Assignment -
Reproduce all records exactly.

[Stored data entries]
........

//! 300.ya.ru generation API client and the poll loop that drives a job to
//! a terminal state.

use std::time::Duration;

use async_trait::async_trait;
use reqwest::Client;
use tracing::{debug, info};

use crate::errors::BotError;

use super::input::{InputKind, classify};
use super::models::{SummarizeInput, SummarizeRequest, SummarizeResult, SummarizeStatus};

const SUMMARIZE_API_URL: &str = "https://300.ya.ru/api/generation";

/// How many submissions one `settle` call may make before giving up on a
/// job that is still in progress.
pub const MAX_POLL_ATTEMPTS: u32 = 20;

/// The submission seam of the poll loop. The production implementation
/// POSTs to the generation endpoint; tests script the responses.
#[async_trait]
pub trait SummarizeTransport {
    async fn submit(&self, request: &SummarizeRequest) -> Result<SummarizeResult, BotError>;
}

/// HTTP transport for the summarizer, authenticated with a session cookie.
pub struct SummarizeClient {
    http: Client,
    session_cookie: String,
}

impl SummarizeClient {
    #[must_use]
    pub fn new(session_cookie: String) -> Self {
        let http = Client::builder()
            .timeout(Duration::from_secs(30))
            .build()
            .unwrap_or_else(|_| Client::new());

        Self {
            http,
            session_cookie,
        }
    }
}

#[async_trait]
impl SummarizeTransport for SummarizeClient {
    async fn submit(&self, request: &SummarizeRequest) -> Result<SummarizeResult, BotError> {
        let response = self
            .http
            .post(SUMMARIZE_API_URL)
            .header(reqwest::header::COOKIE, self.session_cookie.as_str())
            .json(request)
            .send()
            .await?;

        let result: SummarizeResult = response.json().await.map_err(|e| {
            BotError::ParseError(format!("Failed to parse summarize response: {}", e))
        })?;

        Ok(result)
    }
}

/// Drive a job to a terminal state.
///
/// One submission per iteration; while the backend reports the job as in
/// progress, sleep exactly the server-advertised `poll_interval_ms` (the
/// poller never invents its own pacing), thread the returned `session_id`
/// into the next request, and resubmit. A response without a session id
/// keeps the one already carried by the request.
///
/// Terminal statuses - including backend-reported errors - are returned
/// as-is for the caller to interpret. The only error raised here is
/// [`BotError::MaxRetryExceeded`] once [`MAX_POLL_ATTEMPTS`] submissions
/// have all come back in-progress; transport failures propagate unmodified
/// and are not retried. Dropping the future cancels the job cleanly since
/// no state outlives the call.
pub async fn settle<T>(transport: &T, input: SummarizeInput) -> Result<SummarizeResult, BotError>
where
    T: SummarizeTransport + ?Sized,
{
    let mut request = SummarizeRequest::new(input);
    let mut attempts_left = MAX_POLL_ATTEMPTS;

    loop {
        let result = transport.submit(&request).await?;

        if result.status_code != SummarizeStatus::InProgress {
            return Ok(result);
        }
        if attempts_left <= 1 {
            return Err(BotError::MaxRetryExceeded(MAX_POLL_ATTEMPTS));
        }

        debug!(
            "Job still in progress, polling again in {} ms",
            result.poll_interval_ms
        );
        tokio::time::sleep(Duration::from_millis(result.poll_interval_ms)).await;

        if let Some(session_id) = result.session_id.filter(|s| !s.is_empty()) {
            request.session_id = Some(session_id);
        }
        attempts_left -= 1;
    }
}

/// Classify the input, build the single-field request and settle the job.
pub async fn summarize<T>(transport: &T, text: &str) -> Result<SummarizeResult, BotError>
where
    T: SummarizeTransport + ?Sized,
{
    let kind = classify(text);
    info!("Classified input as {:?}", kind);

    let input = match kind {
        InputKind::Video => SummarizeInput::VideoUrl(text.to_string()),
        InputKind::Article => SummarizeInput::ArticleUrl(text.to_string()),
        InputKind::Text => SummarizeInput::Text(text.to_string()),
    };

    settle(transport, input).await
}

........

Answer to this task -
//! 300.ya.ru generation API client and the poll loop that drives a job to
//! a terminal state.

use std::time::Duration;

use async_trait::async_trait;
use reqwest::Client;
use tracing::{debug, info};

use crate::errors::BotError;

use super::input::{InputKind, classify};
use super::models::{SummarizeInput, SummarizeRequest, SummarizeResult, SummarizeStatus};

const SUMMARIZE_API_URL: &str = "https://300.ya.ru/api/generation";

/// How many submissions one `settle` call may make before giving up on a
/// job that is still in progress.
pub const MAX_POLL_ATTEMPTS: u32 = 20;

/// The submission seam of the poll loop. The production implementation
/// POSTs to the generation endpoint; tests script the responses.
#[async_trait]
pub trait SummarizeTransport {
    async fn submit(&self, request: &SummarizeRequest) -> Result<SummarizeResult, BotError>;
}

/// HTTP transport for the summarizer, authenticated with a session cookie.
pub struct SummarizeClient {
    http: Client,
    session_cookie: String,
}

impl SummarizeClient {
    #[must_use]
    pub fn new(session_cookie: String) -> Self {
        let http = Client::builder()
            .timeout(Duration::from_secs(30))
            .build()
            .unwrap_or_else(|_| Client::new());

        Self {
            http,
            session_cookie,
        }
    }
}

#[async_trait]
impl SummarizeTransport for SummarizeClient {
    async fn submit(&self, request: &SummarizeRequest) -> Result<SummarizeResult, BotError> {
        let response = self
            .http
            .post(SUMMARIZE_API_URL)
            .header(reqwest::header::COOKIE, self.session_cookie.as_str())
            .json(request)
            .send()
            .await?;

        let result: SummarizeResult = response.json().await.map_err(|e| {
            BotError::ParseError(format!("Failed to parse summarize response: {}", e))
        })?;

        Ok(result)
    }
}

/// Drive a job to a terminal state.
///
/// One submission per iteration; while the backend reports the job as in
/// progress, sleep exactly the server-advertised `poll_interval_ms` (the
/// poller never invents its own pacing), thread the returned `session_id`
/// into the next request, and resubmit. A response without a session id
/// keeps the one already carried by the request.
///
/// Terminal statuses - including backend-reported errors - are returned
/// as-is for the caller to interpret. The only error raised here is
/// [`BotError::MaxRetryExceeded`] once [`MAX_POLL_ATTEMPTS`] submissions
/// have all come back in-progress; transport failures propagate unmodified
/// and are not retried. Dropping the future cancels the job cleanly since
/// no state outlives the call.
pub async fn settle<T>(transport: &T, input: SummarizeInput) -> Result<SummarizeResult, BotError>
where
    T: SummarizeTransport + ?Sized,
{
    let mut request = SummarizeRequest::new(input);
    let mut attempts_left = MAX_POLL_ATTEMPTS;

    loop {
        let result = transport.submit(&request).await?;

        if result.status_code != SummarizeStatus::InProgress {
            return Ok(result);
        }
        if attempts_left <= 1 {
            return Err(BotError::MaxRetryExceeded(MAX_POLL_ATTEMPTS));
        }

        debug!(
            "Job still in progress, polling again in {} ms",
            result.poll_interval_ms
        );
        tokio::time::sleep(Duration::from_millis(result.poll_interval_ms)).await;

        if let Some(session_id) = result.session_id.filter(|s| !s.is_empty()) {
            request.session_id = Some(session_id);
        }
        attempts_left -= 1;
    }
}

/// Classify the input, build the single-field request and settle the job.
pub async fn summarize<T>(transport: &T, text: &str) -> Result<SummarizeResult, BotError>
where
    T: SummarizeTransport + ?Sized,
{
    let kind = classify(text);
    info!("Classified input as {:?}", kind);

    let input = match kind {
        InputKind::Video => SummarizeInput::VideoUrl(text.to_string()),
        InputKind::Article => SummarizeInput::ArticleUrl(text.to_string()),
        InputKind::Text => SummarizeInput::Text(text.to_string()),
    };

    settle(transport, input).await
}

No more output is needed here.